*** DATASET EXCERPTS ***
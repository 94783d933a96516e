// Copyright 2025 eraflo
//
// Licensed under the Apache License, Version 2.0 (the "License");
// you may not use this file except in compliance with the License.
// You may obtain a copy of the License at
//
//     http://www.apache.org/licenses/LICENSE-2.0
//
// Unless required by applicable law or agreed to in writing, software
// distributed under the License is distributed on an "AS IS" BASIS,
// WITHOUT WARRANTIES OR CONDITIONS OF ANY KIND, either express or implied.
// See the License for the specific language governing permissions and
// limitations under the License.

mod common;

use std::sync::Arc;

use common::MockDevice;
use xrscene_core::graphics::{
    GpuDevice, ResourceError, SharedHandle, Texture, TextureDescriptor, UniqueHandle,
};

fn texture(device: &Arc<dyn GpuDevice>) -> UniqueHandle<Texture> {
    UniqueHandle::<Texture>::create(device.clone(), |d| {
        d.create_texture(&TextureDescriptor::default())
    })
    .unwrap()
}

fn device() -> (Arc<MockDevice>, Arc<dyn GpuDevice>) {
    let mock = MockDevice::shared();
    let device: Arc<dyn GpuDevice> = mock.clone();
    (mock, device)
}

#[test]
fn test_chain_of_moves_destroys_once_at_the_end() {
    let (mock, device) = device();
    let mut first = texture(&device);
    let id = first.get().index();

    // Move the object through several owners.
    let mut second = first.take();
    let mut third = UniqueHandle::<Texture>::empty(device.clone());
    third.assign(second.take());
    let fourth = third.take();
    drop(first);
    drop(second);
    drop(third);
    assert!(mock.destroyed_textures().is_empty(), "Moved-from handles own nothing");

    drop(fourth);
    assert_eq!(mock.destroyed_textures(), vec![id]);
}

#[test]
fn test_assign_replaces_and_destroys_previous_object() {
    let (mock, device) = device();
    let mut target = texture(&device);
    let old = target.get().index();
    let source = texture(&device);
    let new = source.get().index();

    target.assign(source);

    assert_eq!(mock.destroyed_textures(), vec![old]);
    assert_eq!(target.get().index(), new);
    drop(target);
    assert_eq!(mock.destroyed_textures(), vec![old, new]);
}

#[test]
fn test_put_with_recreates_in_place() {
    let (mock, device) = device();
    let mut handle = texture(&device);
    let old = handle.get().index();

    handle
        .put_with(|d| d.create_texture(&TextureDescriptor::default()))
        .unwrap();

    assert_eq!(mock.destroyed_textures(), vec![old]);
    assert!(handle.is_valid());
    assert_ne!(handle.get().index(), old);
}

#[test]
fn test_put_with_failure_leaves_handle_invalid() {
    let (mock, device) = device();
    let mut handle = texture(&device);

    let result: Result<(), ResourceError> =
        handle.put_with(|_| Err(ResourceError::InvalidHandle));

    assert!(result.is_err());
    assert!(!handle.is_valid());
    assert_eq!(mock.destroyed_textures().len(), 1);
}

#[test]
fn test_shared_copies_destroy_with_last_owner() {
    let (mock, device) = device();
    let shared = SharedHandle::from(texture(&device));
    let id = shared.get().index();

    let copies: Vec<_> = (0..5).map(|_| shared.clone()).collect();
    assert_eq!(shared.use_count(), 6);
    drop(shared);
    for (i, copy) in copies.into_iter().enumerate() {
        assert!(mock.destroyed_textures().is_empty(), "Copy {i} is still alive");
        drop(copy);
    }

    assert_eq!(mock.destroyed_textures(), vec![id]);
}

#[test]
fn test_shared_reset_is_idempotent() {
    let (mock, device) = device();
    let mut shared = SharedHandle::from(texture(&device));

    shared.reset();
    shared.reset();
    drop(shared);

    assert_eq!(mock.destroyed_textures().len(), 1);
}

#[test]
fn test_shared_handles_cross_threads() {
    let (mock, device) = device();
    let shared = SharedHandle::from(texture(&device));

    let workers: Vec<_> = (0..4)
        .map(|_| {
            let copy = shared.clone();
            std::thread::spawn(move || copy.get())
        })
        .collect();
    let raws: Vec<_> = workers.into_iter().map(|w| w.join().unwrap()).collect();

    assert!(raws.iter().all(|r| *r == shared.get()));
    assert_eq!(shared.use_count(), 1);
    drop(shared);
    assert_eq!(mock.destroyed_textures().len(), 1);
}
***
ASSIGNED TASK.
Stop after the line containing "distributed under the": print exactly the lines from the start of the entries above up to it, that line included.

WRITTEN SOLUTION.
repository 94783d933a96516e
// Copyright 2025 eraflo
//
// Licensed under the Apache License, Version 2.0 (the "License");
// you may not use this file except in compliance with the License.
// You may obtain a copy of the License at
//
//     http://www.apache.org/licenses/LICENSE-2.0
//
// Unless required by applicable law or agreed to in writing, software
// distributed under the License is distributed on an "AS IS" BASIS,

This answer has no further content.